Con motivo del trigésimo aniversario del golpe de Estado del 23-F, se han publicado infinidad de reportajes, documentales, declaraciones de personajes mayores o menores, que tuvieron alguna relación con los hechos de aquella jornada. Por supuesto, ahora todos dicen haber estado, desde el primer segundo, en contra de Tejero, Armada, Milans del Bosch y compañía. Bueno, digamos que bien, que vale, pero en aquellos momentos hubo mucha confusión y no pocas vacilaciones hasta saber de qué parte se inclinaba la balanza.
A mí me tocó estar en primera línea de fuego informativa, como redactor-jefe de la sección de nacional de la Agencia Efe.

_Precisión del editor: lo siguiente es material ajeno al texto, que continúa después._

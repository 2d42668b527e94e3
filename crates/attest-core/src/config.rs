//! Suite definition files: a YAML document declaring the functionality group
//! and its cases. Replaces any convention-based derivation of case identity
//! with explicit data.
//!
//! ```yaml
//! group: product.create
//! cases:
//!   - id: 1
//!     title: creates a product
//!     description: happy path
//!     input: '{"name":"Chair"}'
//!     expected: '{"id":"+","name":"Chair"}'
//!     preamble:
//!       - DELETE FROM products WHERE name = 'Chair'
//!     epilogue:
//!       - SELECT 1 FROM products WHERE name = 'Chair'
//! ```

use crate::model::{CaseIdentity, CaseSpec};
use anyhow::Context;
use serde::{Deserialize, Serialize};
use std::collections::HashSet;
use std::path::Path;

/// One suite: a functionality group plus its ordered cases.
#[derive(Debug, Clone, PartialEq, Eq, Serialize, Deserialize)]
pub struct SuiteConfig {
    pub group: String,
    #[serde(default)]
    pub cases: Vec<CaseSpec>,
}

impl SuiteConfig {
    pub fn from_yaml(text: &str) -> anyhow::Result<Self> {
        let suite: SuiteConfig =
            serde_yaml::from_str(text).context("failed to parse suite yaml")?;
        suite.validate()?;
        Ok(suite)
    }

    pub fn load(path: &Path) -> anyhow::Result<Self> {
        let text = std::fs::read_to_string(path)
            .with_context(|| format!("failed to read suite config {}", path.display()))?;
        Self::from_yaml(&text)
    }

    pub fn validate(&self) -> anyhow::Result<()> {
        if self.group.trim().is_empty() {
            anyhow::bail!("suite group must not be empty");
        }
        let mut seen = HashSet::new();
        for case in &self.cases {
            if !seen.insert(case.id) {
                anyhow::bail!("duplicate case id {} in suite '{}'", case.id, self.group);
            }
            if case.title.trim().is_empty() {
                anyhow::bail!("case {} in suite '{}' has an empty title", case.id, self.group);
            }
        }
        Ok(())
    }

    /// Explicit identity for one of this suite's cases.
    pub fn identity_for(&self, case: &CaseSpec) -> CaseIdentity {
        CaseIdentity::new(self.group.clone(), case.id)
    }
}
//! Verification engine for functionality test batteries.
//!
//! A case supplies an input payload, an expected output pattern (JSON text
//! that may embed wildcard tokens), and optional ordered lists of persistence
//! preamble actions and epilogue verifications. The engine runs the preamble
//! (fail-fast), invokes the functionality under test, structurally compares
//! the result against the pattern, runs the epilogue (collect-all), and
//! resolves a single outcome carrying every diagnostic found along the way.

pub mod config;
pub mod engine;
pub mod errors;
pub mod matcher;
pub mod model;
pub mod providers;
pub mod report;
pub mod supervisor;
pub mod wildcard;

pub use config::SuiteConfig;
pub use engine::runner::CaseRunner;
pub use matcher::{verify_root, Mismatch};
pub use model::{CaseIdentity, CaseOutcome, CaseSpec};
pub use supervisor::{BatterySupervisor, Harness};
pub use wildcard::Wildcard;
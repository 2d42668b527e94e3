//! Scripted collaborators for tests: deterministic, in-memory, recording
//! every invocation so assertions can check ordering and suppression.

use crate::model::CaseIdentity;
use crate::providers::{FunctionalityClient, PersistenceClient, QueryResponse};
use async_trait::async_trait;
use serde_json::Value;
use std::sync::Mutex;

/// A functionality client that always yields the same scripted result (or
/// error) and records the payloads it was invoked with.
pub struct FakeFunctionality {
    response: Result<Value, String>,
    calls: Mutex<Vec<Value>>,
}

impl FakeFunctionality {
    pub fn returning(response: Value) -> Self {
        Self {
            response: Ok(response),
            calls: Mutex::new(Vec::new()),
        }
    }

    pub fn erroring(message: impl Into<String>) -> Self {
        Self {
            response: Err(message.into()),
            calls: Mutex::new(Vec::new()),
        }
    }

    pub fn calls(&self) -> Vec<Value> {
        self.calls.lock().expect("fake functionality lock").clone()
    }

    pub fn call_count(&self) -> usize {
        self.calls.lock().expect("fake functionality lock").len()
    }
}

#[async_trait]
impl FunctionalityClient for FakeFunctionality {
    async fn invoke(&self, _identity: &CaseIdentity, payload: Value) -> anyhow::Result<Value> {
        self.calls
            .lock()
            .expect("fake functionality lock")
            .push(payload);
        match &self.response {
            Ok(value) => Ok(value.clone()),
            Err(message) => Err(anyhow::anyhow!("{message}")),
        }
    }
}

/// A persistence client scripted per statement.
///
/// Executes succeed and queries answer `YES` unless told otherwise; failures
/// and responses are matched by substring so tests can key on the raw
/// statement regardless of the predicate wrapper.
#[derive(Default)]
pub struct FakePersistence {
    failing_executes: Vec<(String, String)>,
    failing_queries: Vec<(String, String)>,
    query_responses: Vec<(String, QueryResponse)>,
    executed: Mutex<Vec<String>>,
    queried: Mutex<Vec<String>>,
}

impl FakePersistence {
    pub fn new() -> Self {
        Self::default()
    }

    /// Make `execute` fail with `error` for statements containing `needle`.
    pub fn fail_execute(mut self, needle: impl Into<String>, error: impl Into<String>) -> Self {
        self.failing_executes.push((needle.into(), error.into()));
        self
    }

    /// Make `query` fail with `error` for statements containing `needle`.
    pub fn fail_query(mut self, needle: impl Into<String>, error: impl Into<String>) -> Self {
        self.failing_queries.push((needle.into(), error.into()));
        self
    }

    /// Script the response for queries containing `needle`.
    pub fn respond(mut self, needle: impl Into<String>, response: QueryResponse) -> Self {
        self.query_responses.push((needle.into(), response));
        self
    }

    /// Statements passed to `execute`, in order.
    pub fn executed(&self) -> Vec<String> {
        self.executed.lock().expect("fake persistence lock").clone()
    }

    /// Statements passed to `query`, in order (after wrapping).
    pub fn queried(&self) -> Vec<String> {
        self.queried.lock().expect("fake persistence lock").clone()
    }
}

#[async_trait]
impl PersistenceClient for FakePersistence {
    async fn execute(&self, statement: &str) -> anyhow::Result<()> {
        self.executed
            .lock()
            .expect("fake persistence lock")
            .push(statement.to_string());
        for (needle, error) in &self.failing_executes {
            if statement.contains(needle.as_str()) {
                anyhow::bail!("{error}");
            }
        }
        Ok(())
    }

    async fn query(&self, statement: &str) -> anyhow::Result<QueryResponse> {
        self.queried
            .lock()
            .expect("fake persistence lock")
            .push(statement.to_string());
        for (needle, error) in &self.failing_queries {
            if statement.contains(needle.as_str()) {
                anyhow::bail!("{error}");
            }
        }
        for (needle, response) in &self.query_responses {
            if statement.contains(needle.as_str()) {
                return Ok(response.clone());
            }
        }
        Ok(QueryResponse::yes())
    }
}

Tenía turno de mañana. Concluido mi horario y pasado el testigo al redactor-jefe de la tarde, me fui a mi casa. Comí, descansé un poco y a eso de las cinco y poco me trasladé a la zona de Moncloa a visitar a un sacerdote pacense que andaba por Madrid a su aire, como cabra sin pastor, ejerciendo de periodista, hospitalizado a causa de una operación de fimosis. Ya me dirán ustedes qué necesidad tenía el buen clérigo de semejante remiendo para el correcto desempeño de su ministerio. Al salir de la clínica me tropecé, ya en la calle de Reina Victoria, con el comandante ayudante del general Toquero, a la sazón jefe del Estado Mayor de la Benemérita, en compañía de su señora que terminaba de hacer la compra en un supermercado próximo a Cuatro Caminos. Estuvimos charlando en rato mientras advertimos un inusitado aullar de sirenas de vehículos policiales. ¿Un accidente?, ¿un atentado de ETA, entonces a la orden del día? “No creo –dijo el comandante- me hubieran llamado por el busca”.

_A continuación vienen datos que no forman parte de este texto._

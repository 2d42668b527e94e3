//! External collaborator contracts the engine depends on. The engine only
//! ever sees these trait objects; transports live elsewhere.

use crate::model::CaseIdentity;
use async_trait::async_trait;
use serde_json::Value;

pub mod fake;

/// The call under test: invoke a functionality by identity with a structured
/// payload, yielding a structured result or a transport error.
#[async_trait]
pub trait FunctionalityClient: Send + Sync {
    async fn invoke(&self, identity: &CaseIdentity, payload: Value) -> anyhow::Result<Value>;
}

/// One row of a query response: `(column name, text value)` pairs in column
/// order.
#[derive(Debug, Clone, Default, PartialEq, Eq)]
pub struct QueryRow {
    pub columns: Vec<(String, String)>,
}

impl QueryRow {
    pub fn single(name: impl Into<String>, value: impl Into<String>) -> Self {
        Self {
            columns: vec![(name.into(), value.into())],
        }
    }
}

/// Rows returned by a read-only predicate statement.
#[derive(Debug, Clone, Default, PartialEq, Eq)]
pub struct QueryResponse {
    pub rows: Vec<QueryRow>,
}

impl QueryResponse {
    /// The affirmative single-row, single-column response the epilogue
    /// sequencer requires.
    pub fn yes() -> Self {
        Self {
            rows: vec![QueryRow::single("result", "YES")],
        }
    }

    pub fn no() -> Self {
        Self {
            rows: vec![QueryRow::single("result", "NO")],
        }
    }
}

/// Persistence side of a case: mutating preamble statements and read-only
/// epilogue predicates.
#[async_trait]
pub trait PersistenceClient: Send + Sync {
    /// Execute one mutating statement.
    async fn execute(&self, statement: &str) -> anyhow::Result<()>;

    /// Run one read-only query, yielding rows of named text columns.
    async fn query(&self, statement: &str) -> anyhow::Result<QueryResponse>;
}
//! Per-case verification orchestrator.
//!
//! One run walks the phases RunningPreamble → Invoking → Verifying →
//! RunningEpilogue → Done and resolves a one-shot completion gate exactly
//! once, from exactly one of two paths: the preamble short-circuit or the
//! end of the epilogue phase. All phases are strictly sequential; the next
//! step is only started after the previous one's future resolved. Distinct
//! cases may run concurrently, each owning its own gate and diagnostic
//! buffer.

use crate::engine::sequencer::ActionSequencer;
use crate::matcher;
use crate::model::{parse_lenient, CaseIdentity, CaseOutcome, CaseSpec};
use crate::providers::{FunctionalityClient, PersistenceClient};
use serde_json::Value;
use std::sync::Arc;
use tokio::sync::oneshot;
use tracing::{debug, error, warn};

#[derive(Debug, Clone, Copy, PartialEq, Eq)]
enum Phase {
    RunningPreamble,
    Invoking,
    Verifying,
    RunningEpilogue,
    Done,
}

/// One-shot completion latch: released exactly once per case run, observed
/// by exactly one waiter.
struct CompletionGate {
    tx: Option<oneshot::Sender<CaseOutcome>>,
}

impl CompletionGate {
    fn new() -> (Self, oneshot::Receiver<CaseOutcome>) {
        let (tx, rx) = oneshot::channel();
        (Self { tx: Some(tx) }, rx)
    }

    fn release(&mut self, outcome: CaseOutcome) {
        match self.tx.take() {
            Some(tx) => {
                let _ = tx.send(outcome);
            }
            None => error!("completion gate released twice; outcome dropped"),
        }
    }
}

/// Runs one case end to end against the injected collaborators.
///
/// The case data is immutable after construction; the diagnostic buffer and
/// completion gate are created fresh inside every [`CaseRunner::run`] call,
/// so the same runner can execute repeatedly (and concurrently with other
/// runners) without shared mutable state.
pub struct CaseRunner {
    pub identity: CaseIdentity,
    pub spec: CaseSpec,
    pub functionality: Arc<dyn FunctionalityClient>,
    pub persistence: Arc<dyn PersistenceClient>,
}

impl CaseRunner {
    pub fn new(
        identity: CaseIdentity,
        spec: CaseSpec,
        functionality: Arc<dyn FunctionalityClient>,
        persistence: Arc<dyn PersistenceClient>,
    ) -> Self {
        Self {
            identity,
            spec,
            functionality,
            persistence,
        }
    }

    /// Execute the full case and wait for the single completion.
    pub async fn run(&self) -> CaseOutcome {
        let (mut gate, done) = CompletionGate::new();
        self.drive(&mut gate).await;
        done.await.unwrap_or_else(|_| {
            CaseOutcome::Failed(vec![
                "case run finished without releasing its completion gate".to_string(),
            ])
        })
    }

    async fn drive(&self, gate: &mut CompletionGate) {
        let sequencer = ActionSequencer::new(self.persistence.clone());

        self.enter(Phase::RunningPreamble);
        if let Err(diagnostic) = sequencer.run_preamble(&self.spec.preamble).await {
            // Short-circuit: the call under test, the matcher and the
            // epilogue must never run.
            self.enter(Phase::Done);
            gate.release(CaseOutcome::Failed(vec![diagnostic]));
            return;
        }

        self.enter(Phase::Invoking);
        let actual = self.invoke().await;

        self.enter(Phase::Verifying);
        let expected = parse_lenient(&self.spec.expected);
        let mut diagnostics: Vec<String> = matcher::verify_root(&expected, &actual)
            .iter()
            .map(ToString::to_string)
            .collect();

        // The epilogue runs regardless of the match outcome.
        self.enter(Phase::RunningEpilogue);
        sequencer
            .run_epilogue(&self.spec.epilogue, &mut diagnostics)
            .await;

        self.enter(Phase::Done);
        gate.release(CaseOutcome::from_diagnostics(diagnostics));
    }

    async fn invoke(&self) -> Value {
        let payload = parse_lenient(&self.spec.input);
        match self.functionality.invoke(&self.identity, payload).await {
            Ok(result) => result,
            Err(err) => {
                // Transport errors keep the mismatch-only user-visible
                // behavior: the result becomes Null and surfaces through the
                // matcher. The log line is the only place they stay distinct.
                warn!(
                    group = %self.identity.group,
                    case = self.identity.id,
                    error = %format!("{err:#}"),
                    "call under test failed; verifying against a null result"
                );
                Value::Null
            }
        }
    }

    fn enter(&self, phase: Phase) {
        debug!(
            group = %self.identity.group,
            case = self.identity.id,
            phase = ?phase,
            "phase transition"
        );
    }
}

Al llegar a mi domicilio no pude entrar en el piso. Mi mujer, con mis hijos, habían atrancado la puerta, convirtiendo la estancia en un fortín. Dentro sólo se oían llantos y exclamaciones de terror. ¡Dios mío, ¿qué habrá ocurrido?! Cuando despejaron la entrada y pude acceder al interior, mi mujer se abrazó a mí hecha una plañidera y los chicos, varones y hembras, asustados como conejos perseguidos por galgos. “¡Ay, papá que miedo, qué miedo!” “Pero qué demonios pasa –respondí-. Estáis fuera de sí”. “La Guardia Civil, la Guardia Civil que se ha sublevado”. ¿Los picoletos en bloque?, imposible. “Acabo de estar con el ayudante del general Toquero, vestido de paisano, acompañando a su mujer de compras en un supermercado.” Extraña manera –me dije- de sublevarse.
Sin pensarlo dos veces me presenté en la Agencia Efe, para lo que pudiera ser necesario. ¡Dios santo, qué horror! El gatuperio que allí había. Todo el mundo corriendo de una lugar a otro, dando órdenes, desde el presidente, Luis María Ansón, hasta el último jefecillo, que habían convertido la redacción en una especie de jaula de grillos locos y sin saber muy bien qué hacer y de qué informar. Visto el panorama, le dije al director, Gonzalo Velasco, que mi presencia sólo podía ser un estorbo más, de modo que le propuse quitarme de en medio y regresar a eso de las diez de la noche, y si la situación seguía sin aclararse, tomar el relevo, cuando todos estuvieran ya totalmente enloquecidos y agotados, mandar a todo el mundo a la cama a descansar, que bien merecido se lo tenían después de tantos sustos y nervios, y esperar a que amaneciera. Mano de santo. Habló el Rey, no se sumaron otros generales a la intentona, Milans retiró los tanques de las calles de Valencia y la situación empezó a reblandecerse, de manera que cuando entró en la Agencia el turno de las ocho de la mañana del día siguiente, lo peor de la tormenta había pasado ya. Eso sí, en los momentos más tensos de la turbulencia, advertí en más de uno que esperaba a ver hacia qué lado se inclinaba la balanza para apoyar a los vencedores. Incluso alguno ya se veía ministro de Información del previsible Gobierno de concentración nacional, si salía adelante la fórmula del general Armada, es decir, la del general De Gaulle. A toro pasado componían la figurita como los malos toreros y, “yo no, yo no”, empezando por los jerifaltes socialistas, metidos hasta el cuello en la operación. En fin, vivir para ver. El 23-F sirvió, al menos, como vacuna contra las veleidades golpistas de algún uniformado y las urgencias de ciertos políticos en tocar presupuesto, aunque fuera por la vía de los atajos.